The Secure Information Sharing Architecture (SISA) Alliance, which also includes Liquid Machines, Swan Island Networks and Titus Labs, aims to develop IT architectures that permit only authorized personnel access to specific information while easing the management of shared, protected information across trusted communities.

Such capabilities have challenged many government agencies as they have increased their focus on protection and sharing information following the attacks of Sept. 11, 2001.

Breaking Down Barriers

“While government is attempting to break down the barriers between organizations to enable information-sharing, it is also struggling with numerous high-profile data loss incidents,” said Steve Cooper, former chief information officer for the U.S. Department of Homeland Security.

“Breaking down barriers between government and partner organizations will require better confidence in the ability to keep information in the hands of only the appropriate users,” he added.
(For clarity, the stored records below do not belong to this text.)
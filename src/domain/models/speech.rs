use std::sync::Arc;

use anyhow::Result;
use async_trait::async_trait;
use tokio_util::sync::CancellationToken;

use super::VoiceSettings;

/// Playback progress for one utterance, tagged with the utterance number so
/// events from a cancelled utterance can be told apart from the live one.
#[derive(Clone, Debug, PartialEq, Eq)]
pub enum PlaybackEvent {
    Started(u64),
    Ended(u64),
    Failed(u64, String),
}

impl PlaybackEvent {
    pub fn utterance(&self) -> u64 {
        match self {
            PlaybackEvent::Started(id) => return *id,
            PlaybackEvent::Ended(id) => return *id,
            PlaybackEvent::Failed(id, _) => return *id,
        }
    }
}

/// Plays an encoded audio clip returned by the speech backend.
#[async_trait]
pub trait AudioPlayer {
    /// Resolves when playback finishes. Cancelling `cancel` must stop the
    /// audio and return promptly.
    async fn play(&self, audio: Vec<u8>, cancel: CancellationToken) -> Result<()>;
}

/// Host-local text to speech, used when the backend cannot voice a reply.
#[async_trait]
pub trait SpeechSynthesis {
    async fn speak(
        &self,
        text: &str,
        locale: &str,
        settings: &VoiceSettings,
        cancel: CancellationToken,
    ) -> Result<()>;
}

pub type PlayerBox = Arc<dyn AudioPlayer + Send + Sync>;
pub type SynthesisBox = Arc<dyn SpeechSynthesis + Send + Sync>;
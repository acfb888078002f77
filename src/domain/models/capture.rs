use anyhow::Result;
use async_trait::async_trait;
use tokio::sync::mpsc;

use super::CaptureErrorKind;

/// Lifecycle notifications from a host recognizer, delivered in order on the
/// channel handed to [`SpeechCapture::start`].
#[derive(Clone, Debug, PartialEq, Eq)]
pub enum CaptureEvent {
    Started,
    /// Cumulative partial transcript of the current utterance.
    Interim(String),
    Final(String),
    Error(CaptureErrorKind),
    Ended,
}

#[derive(Clone, Copy, Debug, Default, PartialEq, Eq, strum::Display)]
#[strum(serialize_all = "lowercase")]
pub enum CaptureState {
    #[default]
    Idle,
    Starting,
    Listening,
    Stopping,
}

#[async_trait]
pub trait SpeechCapture {
    /// Begins one recognition session for `locale`. Returns once the host has
    /// accepted the request, all further progress is reported through `tx`
    /// and every session ends with [`CaptureEvent::Ended`].
    async fn start(&self, locale: &str, tx: mpsc::UnboundedSender<CaptureEvent>) -> Result<()>;

    /// Asks the host to finish the current session. Pending results are still
    /// delivered before `Ended`.
    async fn stop(&self) -> Result<()>;
}

pub type CaptureBox = Box<dyn SpeechCapture + Send + Sync>;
One hypothetical application of the architecture, for example, would allow public health officials to monitor confidential data on pandemics found in different government agencies and private sector databases, giving them the ability to coordinate response efforts with both government and private sector partners.

Existing Technology

The alliance’s offerings focus on combining existing applications, information infrastructure and networking technologies to help protect customers’ IT investments.

Whereas in the past Cisco, EMC and Microsoft had each been viewing the needs of government customers through the lens of their own products, the growing need for simultaneous protection and sharing prompted them “to come together and look at this in a holistic way,” Eric Rosenkranz, industry manager for Microsoft’s public sector organization, told TechNewsWorld.

Each partner is contributing capabilities according to its own strengths. Cisco provides network protection, security-enhanced virtualized network links, and data protection; EMC’s networked storage systems, information management and security software provide a flexible information infrastructure; and Microsoft provides identity management, client and network operating systems, and a collaboration framework that helps keep content in the hands of authorized users.

Certification Process

Meanwhile, Liquid Machines is contributing content-protection capabilities that extend the Microsoft digital rights management technology; Swan Island Networks designs and operates sensitive information-sharing systems; and Titus Labs offers information labeling and classification.

“The architecture itself is a set of optimized configuration settings to get our products to work together to accomplish the simultaneous goals of protection and sharing,” Rosenkranz added. “We believe that we can help take products that have already been deployed and use them together in new ways.”

Delivery will be via systems integrators trained through a three-tier certification program, so that SISA customers can select from a range of delivery providers. Addx, which oversees the formalized business alliance, will also manage the certification system.

Several integrators are already part way through the certification process, Rosenkranz said.

‘Islands’ of Information

“This is significant for a number of reasons,” Judith Carr, vice president for public sector governance and sourcing at IDC, told TechNewsWorld.

First, government agencies including the U.S. Departments of Defense and Homeland Security need to share information in order for them to protect this country, but they each have different architectures and systems, Carr noted.

Such “islands” of protected information make sharing difficult, if not impossible, particularly when some agencies even have multiple systems internally, she added.

By providing a consistent architecture across groups, the SISA Alliance will save time and money and make it easier to share information, she explained.

Also significant is the way the alliance was formed, Carr added.

“Industry giants who don’t normally partner have come together to create this,” she said. “That’s remarkable in itself.”